I realised that I only had about 1/2 of a magazine of rounds (I use the P32 to dispatch Racoons that kill my chickens, and was lower on ammunition than I thought). I light of the fact I needed some ammo, I picked up a box of Winchester 60g Silvertips for $48.99 (yep....$48.99), and i figured I would shoot a magazine full before I headed west. The first round was a "pop-with-no-kick." Smoke drizzled out from around the hammer, and I pulled the slide to the rear, released the slide, and a new round chambered. I then dropped the magazine, racked the slide to the rear, and cleared the P32. Upon observation, I found that the bullet was lodged in the barrel.

Pissed, I tried to contact Winchester, and after about one half hour in their automated system, I finally got to a live voice that gave me another number.
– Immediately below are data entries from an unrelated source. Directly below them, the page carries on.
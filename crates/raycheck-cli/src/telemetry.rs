//! Tracing initialisation for the raycheck binary.

use tracing::Level;
use tracing_subscriber::layer::SubscriberExt;
use tracing_subscriber::util::SubscriberInitExt;
use tracing_subscriber::{fmt, EnvFilter};

/// Initialise the global tracing subscriber.
///
/// `level` is the default verbosity; `RUST_LOG` overrides it when set. With
/// `json`, log lines are emitted as newline-delimited JSON to match the
/// machine-readable summary mode. Only the first call takes effect.
pub fn init_tracing(json: bool, level: Level) {
    let env_filter =
        EnvFilter::try_from_default_env().unwrap_or_else(|_| EnvFilter::new(level.as_str()));

    if json {
        tracing_subscriber::registry()
            .with(env_filter)
            .with(fmt::layer().with_target(false).json())
            .try_init()
            .ok();
    } else {
        tracing_subscriber::registry()
            .with(env_filter)
            .with(fmt::layer().with_target(false))
            .try_init()
            .ok();
    }
}
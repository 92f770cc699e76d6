//! Scene file discovery.

use std::path::{Path, PathBuf};

use walkdir::WalkDir;

/// File extension of renderer scene descriptions.
pub const SCENE_EXTENSION: &str = "ray";

/// A scene file discovered under the scene root.
#[derive(Debug, Clone, PartialEq, Eq)]
pub struct SceneFile {
    /// Path of the scene file as found on disk.
    pub path: PathBuf,

    /// Path relative to the scene root, extension included.
    pub relative: PathBuf,
}

impl SceneFile {
    /// Relative path without the scene extension, used to derive output paths.
    pub fn relbase(&self) -> PathBuf {
        self.relative.with_extension("")
    }
}

/// Recursively discover `.ray` scene files under `scene_root`.
///
/// Lazy and restartable; traversal order is filesystem-dependent and not
/// guaranteed stable across runs. Unreadable directory entries are skipped.
pub fn discover(scene_root: &Path) -> impl Iterator<Item = SceneFile> + '_ {
    WalkDir::new(scene_root)
        .into_iter()
        .filter_map(|entry| entry.ok())
        .filter(|entry| entry.file_type().is_file())
        .filter(|entry| {
            entry
                .path()
                .extension()
                .is_some_and(|ext| ext == SCENE_EXTENSION)
        })
        .filter_map(move |entry| {
            let relative = entry.path().strip_prefix(scene_root).ok()?.to_path_buf();
            Some(SceneFile {
                path: entry.path().to_path_buf(),
                relative,
            })
        })
}

#[cfg(test)]
mod tests {
    use super::*;
    use std::collections::HashSet;
    use std::fs;

    fn touch(path: &Path) {
        fs::create_dir_all(path.parent().unwrap()).unwrap();
        fs::write(path, b"").unwrap();
    }

    #[test]
    fn discovers_only_scene_files() {
        let dir = tempfile::tempdir().unwrap();
        let root = dir.path();
        touch(&root.join("one.ray"));
        touch(&root.join("a/two.ray"));
        touch(&root.join("a/b/three.ray"));
        touch(&root.join("notes.txt"));
        touch(&root.join("a/render.png"));

        let relatives: HashSet<PathBuf> =
            discover(root).map(|scene| scene.relative).collect();

        let expected: HashSet<PathBuf> = [
            PathBuf::from("one.ray"),
            PathBuf::from("a/two.ray"),
            PathBuf::from("a/b/three.ray"),
        ]
        .into_iter()
        .collect();
        assert_eq!(relatives, expected);
    }

    #[test]
    fn empty_root_yields_nothing() {
        let dir = tempfile::tempdir().unwrap();
        assert_eq!(discover(dir.path()).count(), 0);
    }

    #[test]
    fn relbase_strips_extension_only() {
        let scene = SceneFile {
            path: PathBuf::from("/scenes/a/one.ray"),
            relative: PathBuf::from("a/one.ray"),
        };
        assert_eq!(scene.relbase(), PathBuf::from("a/one"));
    }

    #[test]
    fn restartable_iteration() {
        let dir = tempfile::tempdir().unwrap();
        touch(&dir.path().join("one.ray"));
        touch(&dir.path().join("two.ray"));

        assert_eq!(discover(dir.path()).count(), 2);
        assert_eq!(discover(dir.path()).count(), 2);
    }
}
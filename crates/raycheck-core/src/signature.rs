//! Reference-binary signature cache guard.
//!
//! The reference renders under the cache directory are only valid for the
//! exact reference binary that produced them. A SHA-256 digest of the binary
//! is persisted next to the renders; when it no longer matches, the cached
//! renders are wiped and the signature is rewritten.

use std::fs;
use std::path::{Path, PathBuf};

use thiserror::Error;
use tracing::{info, warn};

use crate::digest::Digest;

/// File name of the persisted digest record inside the cache directory.
pub const SIGNATURE_FILE: &str = "signature";

/// Errors from signature validation.
#[derive(Debug, Error)]
pub enum SignatureError {
    #[error("failed to read reference binary {path}: {source}")]
    ReadBinary {
        path: PathBuf,
        source: std::io::Error,
    },

    #[error("stored signature at {0} is not valid hex")]
    Malformed(PathBuf),

    #[error("io error: {0}")]
    Io(#[from] std::io::Error),
}

/// Persisted store for the reference-binary digest.
///
/// Injectable so the guard can be tested without real filesystem state.
pub trait SignatureStore {
    /// Read the stored digest, `None` when no signature has been written yet.
    fn read(&self) -> Result<Option<Digest>, SignatureError>;

    /// Overwrite the stored digest.
    fn write(&self, digest: &Digest) -> Result<(), SignatureError>;
}

/// Filesystem-backed store holding one plain-hex record.
pub struct FsSignatureStore {
    path: PathBuf,
}

impl FsSignatureStore {
    /// Store rooted in `cache_dir`, record at `cache_dir/signature`.
    pub fn new(cache_dir: impl AsRef<Path>) -> Self {
        Self {
            path: cache_dir.as_ref().join(SIGNATURE_FILE),
        }
    }

    /// Path of the signature record.
    pub fn path(&self) -> &Path {
        &self.path
    }
}

impl SignatureStore for FsSignatureStore {
    fn read(&self) -> Result<Option<Digest>, SignatureError> {
        let text = match fs::read_to_string(&self.path) {
            Ok(text) => text,
            Err(e) if e.kind() == std::io::ErrorKind::NotFound => return Ok(None),
            Err(e) => return Err(e.into()),
        };
        let digest = text
            .trim()
            .parse::<Digest>()
            .map_err(|_| SignatureError::Malformed(self.path.clone()))?;
        Ok(Some(digest))
    }

    fn write(&self, digest: &Digest) -> Result<(), SignatureError> {
        if let Some(parent) = self.path.parent() {
            fs::create_dir_all(parent)?;
        }
        fs::write(&self.path, digest.to_hex())?;
        Ok(())
    }
}

/// Validate the cached reference renders against the current reference binary.
///
/// Computes the digest of `reference_bin` and compares it with the stored
/// signature. On absence, mismatch, or an unparseable record, every entry
/// under `cache_dir` except the signature record is deleted, the fresh digest
/// is written, and `true` is returned. On match nothing is written and
/// `false` is returned.
///
/// An unreadable reference binary is a fatal configuration error.
pub fn validate_reference(
    cache_dir: &Path,
    reference_bin: &Path,
    store: &dyn SignatureStore,
) -> Result<bool, SignatureError> {
    let current = Digest::of_file(reference_bin).map_err(|source| SignatureError::ReadBinary {
        path: reference_bin.to_path_buf(),
        source,
    })?;

    let stored = match store.read() {
        Ok(stored) => stored,
        // A record that no longer parses is stale, not fatal: it cannot
        // match any binary, so it falls through to the mismatch path.
        Err(SignatureError::Malformed(path)) => {
            warn!(path = %path.display(), "ignoring malformed signature record");
            None
        }
        Err(e) => return Err(e),
    };

    if stored == Some(current) {
        return Ok(false);
    }

    wipe_cached_renders(cache_dir)?;
    store.write(&current)?;
    info!(
        signature = %current,
        cache_dir = %cache_dir.display(),
        "reference binary changed, cached renders wiped"
    );
    Ok(true)
}

/// Delete everything under `cache_dir` except the signature record.
fn wipe_cached_renders(cache_dir: &Path) -> Result<(), SignatureError> {
    if !cache_dir.exists() {
        fs::create_dir_all(cache_dir)?;
        return Ok(());
    }
    for entry in fs::read_dir(cache_dir)? {
        let entry = entry?;
        if entry.file_name() == SIGNATURE_FILE {
            continue;
        }
        let path = entry.path();
        if entry.file_type()?.is_dir() {
            fs::remove_dir_all(&path)?;
        } else {
            fs::remove_file(&path)?;
        }
    }
    Ok(())
}

#[cfg(test)]
mod tests {
    use super::*;

    fn setup() -> (tempfile::TempDir, PathBuf, PathBuf) {
        let dir = tempfile::tempdir().unwrap();
        let cache_dir = dir.path().join("refcache");
        fs::create_dir_all(&cache_dir).unwrap();
        let binary = dir.path().join("ray-solution");
        fs::write(&binary, b"reference binary v1").unwrap();
        (dir, cache_dir, binary)
    }

    #[test]
    fn first_run_invalidates_and_writes_signature() {
        let (_dir, cache_dir, binary) = setup();
        let store = FsSignatureStore::new(&cache_dir);

        let invalidated = validate_reference(&cache_dir, &binary, &store).unwrap();
        assert!(invalidated);
        assert_eq!(
            store.read().unwrap(),
            Some(Digest::of_file(&binary).unwrap())
        );
    }

    #[test]
    fn unchanged_binary_is_not_invalidated() {
        let (_dir, cache_dir, binary) = setup();
        let store = FsSignatureStore::new(&cache_dir);

        assert!(validate_reference(&cache_dir, &binary, &store).unwrap());
        assert!(!validate_reference(&cache_dir, &binary, &store).unwrap());
    }

    #[test]
    fn changed_binary_wipes_renders_but_keeps_signature() {
        let (_dir, cache_dir, binary) = setup();
        let store = FsSignatureStore::new(&cache_dir);
        assert!(validate_reference(&cache_dir, &binary, &store).unwrap());

        // Populate the cache with a render in a subdirectory.
        let render_dir = cache_dir.join("a");
        fs::create_dir_all(&render_dir).unwrap();
        let render = render_dir.join("one.std.png");
        fs::write(&render, b"fake png").unwrap();

        fs::write(&binary, b"reference binary v2").unwrap();
        assert!(validate_reference(&cache_dir, &binary, &store).unwrap());

        assert!(!render.exists());
        assert!(!render_dir.exists());
        assert_eq!(
            store.read().unwrap(),
            Some(Digest::of_file(&binary).unwrap())
        );
    }

    #[test]
    fn matched_binary_keeps_renders() {
        let (_dir, cache_dir, binary) = setup();
        let store = FsSignatureStore::new(&cache_dir);
        assert!(validate_reference(&cache_dir, &binary, &store).unwrap());

        let render = cache_dir.join("one.std.png");
        fs::write(&render, b"fake png").unwrap();

        assert!(!validate_reference(&cache_dir, &binary, &store).unwrap());
        assert!(render.exists());
    }

    #[test]
    fn unreadable_binary_is_fatal() {
        let (_dir, cache_dir, _binary) = setup();
        let store = FsSignatureStore::new(&cache_dir);

        let err = validate_reference(&cache_dir, Path::new("/nonexistent/ray"), &store)
            .unwrap_err();
        assert!(matches!(err, SignatureError::ReadBinary { .. }));
    }

    #[test]
    fn store_read_rejects_malformed_record() {
        let (_dir, cache_dir, _binary) = setup();
        fs::write(cache_dir.join(SIGNATURE_FILE), b"not hex at all").unwrap();

        let store = FsSignatureStore::new(&cache_dir);
        assert!(matches!(
            store.read().unwrap_err(),
            SignatureError::Malformed(_)
        ));
    }

    #[test]
    fn malformed_signature_is_treated_as_mismatch() {
        let (_dir, cache_dir, binary) = setup();
        fs::write(cache_dir.join(SIGNATURE_FILE), b"not hex at all").unwrap();
        let render = cache_dir.join("one.std.png");
        fs::write(&render, b"fake png").unwrap();

        let store = FsSignatureStore::new(&cache_dir);
        let invalidated = validate_reference(&cache_dir, &binary, &store).unwrap();

        assert!(invalidated);
        assert!(!render.exists());
        assert_eq!(
            store.read().unwrap(),
            Some(Digest::of_file(&binary).unwrap())
        );
    }

    #[test]
    fn store_read_absent_is_none() {
        let (_dir, cache_dir, _binary) = setup();
        let store = FsSignatureStore::new(&cache_dir);
        assert_eq!(store.read().unwrap(), None);
    }
}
Joy of all joys, another 15minutes of listening to a computer and pushing buttons until I started mashing the "0" key until FINALLY I got a real-live human.

Whinchester (OLIN) wanted the lot number, the "fired case, and the bullet, and the rest of the unfired ammunition mailed back to Winchester. That said, they did set up the pick-up for the box of ammunition. They said they would send me a certificate for their ammunition.

That was two weeks ago, and I can not get ahold of anyone, and I can not get a call back from Winchester. I find it unbelivable that they could market a round for "Personal-Protection," and have such poor quality control issues that they would allow a round WITH NO POWDER be boxed up.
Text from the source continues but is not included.